How appropriate, my two win conditions
I had a great time at the tournament and experienced some truly broken MTG. One thing I do want to say about this deck is that I feel like Mishra's Factory may be too good for the format. Even in a local metagame with multiple decks playing four Strip Mines, it wasn't enough. Copy Artifact clearly amplified this issue, but I do not think that it was simply Copy Artifact that made Factory so good. I do think that it's quite possible that Copy Artifact is too good as a four-of in this format (Nick Rausch has expressed similar concerns), but this would require significant testing. This tournament was packed with Abysses, Factories, and Copy Artifacts, and I am not that surprised that the deck running the most Copy Artifacts won.

I also feel that I had a significant advantage not running a single creature, and keeping a relatively low mana curve, only playing two Jayemdae Tome and two The Abyss at the four mana slot. A major benefit to running four Copy Artifacts is that you can just wait for your opponent to cast their own TomeCopy it for only two mana, and likely have mana left over for CounterspellDisenchant, or both. This deck just felt too good, and if my local meta was always like the one at this tournament (largely Abysses, Factories, and Copy Artifacts), I think many decks would be pushed out of the local format, and I don't know that there are many viable strategies to combat such a deck efficiently. Of course Energy FluxRed Elemental Blast, and cards like Dust to Dust beat this deck down, but these cards were played against me all day, and I was still able to sneak out 6-0. Clearly luck had a lot to do with it, but this fails convince me that this deck, and decks like it, aren't too good for the format.

Afterwards a group of us went to Boiler Room for some PB&Js ($8.50 for a slice of pizza, a shot of Jameson, and a PBR tallboy). Dominic was relatively unruly, but charmed us all (and our attractive waitress) with his glorious mustache.

Because one shot is not enough for Dominic
Since rounds cannot end in a draw, I was able to experience the first occurrence (I believe) of sudden-death Chaos Orb flipping. Brandon was victorious. Enjoy, keep drawing those turn one Libraries, and until next time...


  1. Great read! So, what your position on unrestricted Mishra's Factories/Strip Mines.
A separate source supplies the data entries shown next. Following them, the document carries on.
//! Render model type definitions.
//!
//! These are the template-ready values built by the bridge from the raw
//! suite result. Templates only ever see these types, never the input tree.

use crate::types::{BuildError, ExecStatus};

/// Display status of a scenario, step or table row.
#[derive(Debug, Clone, Copy, PartialEq, Eq)]
pub enum Status {
    Pass,
    Fail,
    Skip,
    NotExecuted,
}

impl Status {
    /// CSS class used by the report stylesheet.
    pub fn css_class(&self) -> &'static str {
        match self {
            Status::Pass => "passed",
            Status::Fail => "failed",
            Status::Skip => "skipped",
            Status::NotExecuted => "not-executed",
        }
    }
}

impl From<ExecStatus> for Status {
    fn from(status: ExecStatus) -> Self {
        match status {
            ExecStatus::Passed => Status::Pass,
            ExecStatus::Failed => Status::Fail,
            ExecStatus::Skipped => Status::Skip,
            ExecStatus::NotExecuted => Status::NotExecuted,
        }
    }
}

/// Pass/fail/skip counts over a set of specs or scenarios.
#[derive(Debug, Clone, Copy, Default, PartialEq, Eq)]
pub struct Summary {
    pub total: usize,
    pub failed: usize,
    pub passed: usize,
    pub skipped: usize,
}

/// Top-of-page overview block.
#[derive(Debug, Clone, PartialEq)]
pub struct Overview {
    pub project_name: String,
    pub env: String,
    pub env_vars: Vec<String>,
    pub tags: String,
    pub success_rate: f64,
    pub exec_time: String,
    pub timestamp: String,
    /// Always suite-wide, also on spec pages
    pub summary: Summary,
    /// Relative prefix from the page back to the report root ("" or "../../")
    pub base_path: String,
}

/// Sidebar entry for one specification.
#[derive(Debug, Clone, PartialEq)]
pub struct SpecMeta {
    pub name: String,
    pub exec_time: String,
    pub failed: bool,
    pub skipped: bool,
    pub tags: Vec<String>,
    pub report_file: String,
}

#[derive(Debug, Clone, PartialEq)]
pub struct Sidebar {
    pub is_before_hook_failure: bool,
    pub specs: Vec<SpecMeta>,
}

#[derive(Debug, Clone, PartialEq)]
pub struct HookFailure {
    /// Phase label, e.g. "Before Suite"
    pub hook_name: String,
    pub error_message: String,
    pub stack_trace: String,
    pub screenshot: Option<String>,
}

#[derive(Debug, Clone, PartialEq)]
pub struct SpecHeader {
    pub name: String,
    pub exec_time: String,
    pub file_name: String,
    pub tags: Vec<String>,
    pub summary: Summary,
}

#[derive(Debug, Clone, PartialEq)]
pub struct Row {
    pub cells: Vec<String>,
    pub status: Status,
}

#[derive(Debug, Clone, PartialEq)]
pub struct Table {
    pub headers: Vec<String>,
    pub rows: Vec<Row>,
}

/// Body of a specification page.
#[derive(Debug, Clone, PartialEq)]
pub struct Spec {
    pub comments_before_table: Vec<String>,
    pub table: Option<Table>,
    pub comments_after_table: Vec<String>,
    pub scenarios: Vec<Scenario>,
    pub before_hook_failure: Option<HookFailure>,
    pub after_hook_failure: Option<HookFailure>,
    pub errors: Vec<BuildError>,
}

impl Spec {
    /// A parse error means the scenarios cannot be trusted; only errors render.
    pub fn has_parse_errors(&self) -> bool {
        self.errors.iter().any(BuildError::is_parse_error)
    }
}

#[derive(Debug, Clone, PartialEq)]
pub struct Scenario {
    pub heading: String,
    pub exec_time: String,
    pub tags: Vec<String>,
    pub status: Status,
    pub contexts: Vec<Item>,
    pub items: Vec<Item>,
    pub teardowns: Vec<Item>,
    pub before_hook_failure: Option<HookFailure>,
    pub after_hook_failure: Option<HookFailure>,
    /// Data table row this execution belongs to; `None` if not table-driven
    pub table_row: Option<usize>,
}

impl Scenario {
    /// Only the first row of a table-driven scenario is shown initially.
    pub fn is_hidden(&self) -> bool {
        matches!(self.table_row, Some(row) if row > 0)
    }
}

/// Renderable unit inside a scenario.
#[derive(Debug, Clone, PartialEq)]
pub enum Item {
    Step(Step),
    Comment(Comment),
    NestedGroup(NestedGroup),
}

#[derive(Debug, Clone, PartialEq)]
pub struct Step {
    pub fragments: Vec<Fragment>,
    pub result: StepResult,
    pub pre_hook_failure: Option<HookFailure>,
    pub post_hook_failure: Option<HookFailure>,
}

/// A concept: its defining step, then the items it expands into.
#[derive(Debug, Clone, PartialEq)]
pub struct NestedGroup {
    pub step: Step,
    pub items: Vec<Item>,
}

#[derive(Debug, Clone, PartialEq)]
pub struct Comment {
    pub text: String,
}

#[derive(Debug, Clone, PartialEq)]
pub struct StepResult {
    pub status: Status,
    pub stack_trace: String,
    pub screenshot: Option<String>,
    pub error_message: String,
    pub exec_time: String,
    pub skipped_reason: String,
    pub messages: Vec<String>,
}

impl StepResult {
    /// Failure details render only when there is something to show.
    pub fn has_failure_details(&self) -> bool {
        self.status == Status::Fail && !self.error_message.is_empty() && !self.stack_trace.is_empty()
    }

    pub fn has_skip_reason(&self) -> bool {
        self.status == Status::Skip && !self.skipped_reason.is_empty()
    }
}

/// Classified piece of step text. Each variant has its own markup.
#[derive(Debug, Clone, PartialEq)]
pub enum Fragment {
    Text(String),
    Parameter(String),
    TableCellParameter(String),
    Placeholder { name: String, value: String },
    TablePlaceholder { name: String, table: Table },
    InlineTable(Table),
}

/// Everything needed to render the aggregate index page.
#[derive(Debug, Clone, PartialEq)]
pub struct IndexPage {
    pub overview: Overview,
    pub post_hook_failure: Option<HookFailure>,
    pub sidebar: Sidebar,
    pub all_passed: bool,
}

/// Everything needed to render one specification page.
#[derive(Debug, Clone, PartialEq)]
pub struct SpecPage {
    pub overview: Overview,
    pub pre_hook_failure: Option<HookFailure>,
    pub post_hook_failure: Option<HookFailure>,
    pub sidebar: Sidebar,
    pub header: SpecHeader,
    pub spec: Spec,
}

/// Index page produced when the suite's setup hook failed.
#[derive(Debug, Clone, PartialEq)]
pub struct FailurePage {
    pub overview: Overview,
    pub pre_hook_failure: HookFailure,
    pub post_hook_failure: Option<HookFailure>,
}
At first you say that the Mines help fighting the Factoies among others, but at the end it's not that clear: "One thing I do want to say about this deck is that I feel like Mishra's Factory may be too good for the format. Even in a local metagame with multiple decks playing four Strip Mines, it wasn't enough."

    1. Thank you. And you're right, after reading again, it isn't that clear.

      I feel that regardless of anything else, Strip Mine should be unrestricted (and I partially support this stating my issues with Factory and Library).

      What I was trying to say was that despite unrestricted Strip Mine, Factory may still be too good (and require restriction). Even if Factory were restricted at some point, and I'm not sure that would be correct, I still feel Strip Mine should remain unrestricted no matter what.